Description: As a boy, Richard Kerridge found refuge in the wilderness of suburban England whose reptilian inhabitants were wondrously untameable. His often troubled and turbulent relationship with his father formed the backdrop to his adventures with neighbourhood friends as they scoured local parks and streams for newts, frogs, toads, lizards, and the ultimate prize – snakes.
What might it be like to be cold blooded, to sleep through the winter, to shed your skin, and taste wafting chemicals on your tongue? Do toads feel a sense of danger as the wheels of a car approach ? What exactly is an ‘alien’ species?

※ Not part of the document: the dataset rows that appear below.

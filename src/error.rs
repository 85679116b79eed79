use thiserror::Error;

/// Errors raised while building a board from its flat records
#[derive(Error, Debug, Clone, PartialEq, Eq)]
pub enum RecordError {
    #[error("pin #{pin} references part {part}, but the board only has {parts} parts")]
    PartIndexOutOfRange { pin: usize, part: u32, parts: usize },
}

/// Record dump parse errors
#[derive(Error, Debug, Clone, PartialEq, Eq)]
pub enum ParseError {
    #[error("Unexpected end of input at {at:?}")]
    UnexpectedEof { at: logos::Span },
    #[error("Expected {expected}, found {found} at {at:?}")]
    UnexpectedToken {
        expected: String,
        found: String,
        at: logos::Span,
    },
    #[error("Unknown token {found} at {at:?}")]
    UnknownToken { found: String, at: logos::Span },
    #[error("Trailing input at {at:?}")]
    TrailingInput { at: logos::Span },
    #[error("SExpr {0} not found")]
    MissingChild(String),
    #[error("Value not found for {0}")]
    MissingValue(String),
    #[error("Invalid number {value:?} for {field}")]
    InvalidNumber { field: String, value: String },
    #[error("Escape sequence in {field} value {value:?} is not supported")]
    UnsupportedEscape { field: String, value: String },
    #[error("Unknown record {0}")]
    UnknownRecord(String),
    #[error(transparent)]
    Record(#[from] RecordError),
}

Kerridge has continued to ask these questions during a lifetime of fascinated study and countless expeditions.
Weaving startling nuggets of research (e.g. fewer than 5% of toads reach adulthood) with elements of history and folklore, the author has also created his personal emotional map of a lifelong relationship with these often unloved and overlooked creatures.
Read by Robert Powell.
Abridged, produced and directed by Jill Waters
A Waters Company production for BBC Radio 4
1/5 Eight-year-old Richard catches his first newt.
2/5 Toads – real and imaginary. The temptations of anthropomorphism.
3/5 Tensions at home are released by a lizard hunt.
4/5 The much maligned adder, and how to catch one.
5/5 Family memories, a Natterjack sings, and the ‘alien’ Camden Creature.